Questa visione gli ha consentito di provare un’ammirazione profonda per Giovanni Paolo II, della quale tutti sanno, restando se stesso. Lo ha ammirato dopo aver ammirato, per motivi diversi ma attinenti al destino dei loro popoli, Fidel Castro. Oggi il rapporto tra Mandela, Fidel Castro e Giovanni Paolo II suona strano, quasi incomprensibile. Per via delle loro diversità. Perché vorremmo un mondo di uguali, in un senso o nell’altro. E invece nelle loro differenze emergono  anche le loro vicinanze, visto che Mandela disse chiaramente che “le organizzazioni religiose hanno svolto un ruolo fondamentale nel mostrare che cos’era realmente l’apartheid: un’impostura e un’eresia”. E oggi direi che si coglie una stretta correlazione tra Mandela e il magistero di Francesco, visto che per Mandela “la Chiesa con il suo messaggio di perdono ha un ruolo importante da svolgere nella riconciliazione nazionale”.

L’ammirazione di Giovanni Paolo II per Nelson Mandela è nota come quella del grande sudafricano. Lasciando il Sudafrica nel 1995 il papa disse parole che non possono essere equivocate, ma non certo banali: “Tutta l’Africa, anzi tutto il mondo, segue ogni vostro passo, sapendo che ogni conquista lungo il cammino verso una società più giusta, più umana, più degna dei suoi cittadini, è una vittoria di tutti, poiché porta l’ispirazione e la speranza di un simile successo ovunque.

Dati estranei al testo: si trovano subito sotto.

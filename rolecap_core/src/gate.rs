use crate::capability::super_capability;
use crate::role_store::ActorCapabilities;
use std::sync::Arc;
use tracing::debug;

/// Answers whether the current actor may use a capability.
///
/// Holding the `<prefix>_manage_options` super-capability passes every check.
/// Reads go straight to the actor source; nothing is cached here.
#[derive(Clone)]
pub struct CapabilityGate {
    super_capability: String,
    actor: Arc<dyn ActorCapabilities>,
}

impl CapabilityGate {
    pub fn new(prefix: &str, actor: Arc<dyn ActorCapabilities>) -> Self {
        Self {
            super_capability: super_capability(prefix),
            actor,
        }
    }

    pub fn super_capability(&self) -> &str {
        &self.super_capability
    }

    /// Check a capability, letting the super-capability stand in for it.
    pub fn current_actor_can(&self, capability: &str) -> bool {
        if capability == self.super_capability {
            return self.has(capability);
        }

        self.has_any(&[self.super_capability.as_str(), capability])
    }

    /// True if the actor holds at least one of `capabilities`, checked in order.
    pub fn has_any(&self, capabilities: &[&str]) -> bool {
        capabilities.iter().any(|capability| self.has(capability))
    }

    pub fn has(&self, capability: &str) -> bool {
        let allowed = self.actor.actor_has_capability(capability);
        debug!("Actor capability check {}: {}", capability, allowed);
        allowed
    }
}
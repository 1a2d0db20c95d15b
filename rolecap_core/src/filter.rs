//! Role expansion filter.
//!
//! Embedding code can veto or extend the roles a capability is applied to by
//! attaching observers to that capability's hook (`<capability>_roles`).
//! Observers run in priority order and each one receives the previous
//! observer's output, so the value passed along is untyped JSON. Whatever
//! comes out of the chain is coerced back into a role set.

use crate::capability::{filter_hook_name, RoleSet};
use serde_json::Value;
use std::collections::HashMap;
use std::fmt;
use tracing::{debug, warn};

type Observer = Box<dyn Fn(Value) -> Value + Send + Sync>;

struct PrioritizedObserver {
    priority: i32,
    observer: Observer,
}

/// Observer chains keyed by hook name.
#[derive(Default)]
pub struct RoleFilter {
    hooks: HashMap<String, Vec<PrioritizedObserver>>,
}

impl RoleFilter {
    /// Priority used by [`RoleFilter::add_observer`].
    pub const DEFAULT_PRIORITY: i32 = 10;

    pub fn new() -> Self {
        Self::default()
    }

    /// Attach an observer to a capability's roles hook at the default priority.
    pub fn add_observer<F>(&mut self, capability: &str, observer: F)
    where
        F: Fn(Value) -> Value + Send + Sync + 'static,
    {
        self.add_observer_with_priority(capability, Self::DEFAULT_PRIORITY, observer);
    }

    /// Attach an observer with an explicit priority. Lower priorities run first;
    /// observers sharing a priority run in the order they were added.
    pub fn add_observer_with_priority<F>(&mut self, capability: &str, priority: i32, observer: F)
    where
        F: Fn(Value) -> Value + Send + Sync + 'static,
    {
        let hook = filter_hook_name(capability);
        debug!("Adding observer to hook {} at priority {}", hook, priority);

        let chain = self.hooks.entry(hook).or_default();
        chain.push(PrioritizedObserver {
            priority,
            observer: Box::new(observer),
        });
        chain.sort_by_key(|entry| entry.priority);
    }

    /// Attach a typed observer that maps one role set to another.
    pub fn add_role_observer<F>(&mut self, capability: &str, observer: F)
    where
        F: Fn(&RoleSet) -> RoleSet + Send + Sync + 'static,
    {
        let hook = filter_hook_name(capability);
        self.add_observer(capability, move |value| {
            let roles = coerce_roles(&hook, value);
            roles_to_value(&observer(&roles))
        });
    }

    pub fn has_observers(&self, capability: &str) -> bool {
        self.hooks
            .get(&filter_hook_name(capability))
            .is_some_and(|chain| !chain.is_empty())
    }

    /// Detach every observer from a capability's hook
    pub fn clear(&mut self, capability: &str) {
        self.hooks.remove(&filter_hook_name(capability));
    }

    /// Run a capability's candidate roles through its observer chain.
    ///
    /// Without observers the input comes back unchanged. If the chain produces
    /// anything other than an array, the result is the empty set: every role
    /// is dropped for this capability.
    pub fn filter_roles(&self, capability: &str, roles: &RoleSet) -> RoleSet {
        let hook = filter_hook_name(capability);
        let Some(chain) = self.hooks.get(&hook) else {
            return roles.clone();
        };

        let filtered = chain
            .iter()
            .fold(roles_to_value(roles), |value, entry| (entry.observer)(value));

        coerce_roles(&hook, filtered)
    }
}

impl fmt::Debug for RoleFilter {
    fn fmt(&self, f: &mut fmt::Formatter<'_>) -> fmt::Result {
        let hooks: HashMap<&str, usize> = self
            .hooks
            .iter()
            .map(|(hook, chain)| (hook.as_str(), chain.len()))
            .collect();
        f.debug_struct("RoleFilter").field("hooks", &hooks).finish()
    }
}

fn roles_to_value(roles: &RoleSet) -> Value {
    Value::Array(roles.iter().cloned().map(Value::String).collect())
}

fn coerce_roles(hook: &str, value: Value) -> RoleSet {
    match value {
        Value::Array(items) => items
            .into_iter()
            .filter_map(|item| match item {
                Value::String(role) if !role.is_empty() => Some(role),
                _ => None,
            })
            .collect(),
        other => {
            warn!(
                "Hook {} returned {} instead of a role list, dropping all roles",
                hook, other
            );
            RoleSet::new()
        }
    }
}

#[cfg(test)]
mod tests {
    use super::*;
    use crate::capability::role_set;
    use serde_json::json;

    #[test]
    fn test_no_observers_is_identity() {
        let filter = RoleFilter::new();
        let roles = role_set(["editor", "author"]);

        assert_eq!(filter.filter_roles("app_edit", &roles), roles);
        assert!(!filter.has_observers("app_edit"));
    }

    #[test]
    fn test_observer_can_extend_roles() {
        let mut filter = RoleFilter::new();
        filter.add_role_observer("app_edit", |roles| {
            let mut roles = roles.clone();
            roles.insert("author".to_string());
            roles
        });

        let filtered = filter.filter_roles("app_edit", &role_set(["editor"]));
        assert_eq!(filtered, role_set(["editor", "author"]));
    }

    #[test]
    fn test_observer_only_applies_to_its_capability() {
        let mut filter = RoleFilter::new();
        filter.add_observer("app_edit", |_| json!([]));

        let roles = role_set(["editor"]);
        assert!(filter.filter_roles("app_edit", &roles).is_empty());
        assert_eq!(filter.filter_roles("app_view", &roles), roles);
    }

    #[test]
    fn test_non_array_result_drops_all_roles() {
        let mut filter = RoleFilter::new();
        filter.add_observer("app_edit", |_| json!("editor"));

        assert!(filter
            .filter_roles("app_edit", &role_set(["editor", "author"]))
            .is_empty());
    }

    #[test]
    fn test_null_result_drops_all_roles() {
        let mut filter = RoleFilter::new();
        filter.add_observer("app_edit", |_| Value::Null);

        assert!(filter.filter_roles("app_edit", &role_set(["editor"])).is_empty());
    }

    #[test]
    fn test_non_string_entries_are_dropped() {
        let mut filter = RoleFilter::new();
        filter.add_observer("app_edit", |_| json!(["editor", 42, null, "", "author"]));

        let filtered = filter.filter_roles("app_edit", &RoleSet::new());
        assert_eq!(filtered, role_set(["editor", "author"]));
    }

    #[test]
    fn test_observers_chain_in_priority_order() {
        let mut filter = RoleFilter::new();
        // Runs second, appending to the first observer's output.
        filter.add_observer_with_priority("app_edit", 20, |value| {
            let mut items = value.as_array().cloned().unwrap_or_default();
            items.push(json!("late"));
            Value::Array(items)
        });
        // Runs first and discards the input.
        filter.add_observer_with_priority("app_edit", 5, |_| json!(["early"]));

        let filtered = filter.filter_roles("app_edit", &role_set(["editor"]));
        assert_eq!(filtered, role_set(["early", "late"]));
    }

    #[test]
    fn test_clear_detaches_observers() {
        let mut filter = RoleFilter::new();
        filter.add_observer("app_edit", |_| json!([]));
        filter.clear("app_edit");

        let roles = role_set(["editor"]);
        assert_eq!(filter.filter_roles("app_edit", &roles), roles);
    }
}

Che Dio benedica quanti operano a favore della giustizia e dell’armonia, senza discriminazioni, tra i popoli e le Nazioni dell’Africa!” Parlava certamente di Nelson Mandela.

Questa storia oggi è importante perché supera i nuovi steccati per cui chi non la pensa come me è mio nemico, lo devo disprezzare, sfidare, irridere. No; Giovanni Paolo II e Mandela non avevano idee collimanti su tanti dettagli, ma si sapevano ammirare nelle loro diversità e nelle loro convergenze, nel nome di valori più alti. Non c’è in questa storia di stima e ammirazione una totale identificazione dell’uno nei pensieri dell’altro, come oggi assurdamente si pretende. E’ la devastazione delle diversità che oggi porterebbe tanti identitaristi a mettere all’indice l’uno o l’altro, persi nel loro assolutismo primitivo.

La storia di questa amicizia, di questa ammirazione reciproca, invece ci parla, nel profondo e io non lo collegherei al rapporto, da molti evocato, tra Giovanni Paolo II e Fidel Castro e tra Mandela e Fidel Castro, quanto a quello molto più importante e significativo per l’oggi, e il domani, tra Giovanni Paolo II e Gorbaciov.

Mandela con la sua storia personale, con il suo esempio incredibile, ha saputo parlare agli uomini e alle donne al di là dei confini, delle appartenenze, e questo dovrebbe ricordarci il grande messaggio che l’impegno di Giovanni Paolo II per i popoli d’oltre cortina ha saputo mandare a tutti, oltre i confini delle appartenenze. Io credo che per questo si apprezzassero. L’esempio di Gorbaciov oggi è dimenticato, purtroppo. Ma non dovrebbe essere così. Questi tre esempi rimangono importanti, molto, per tutti, nelle acque scure dell’oggi.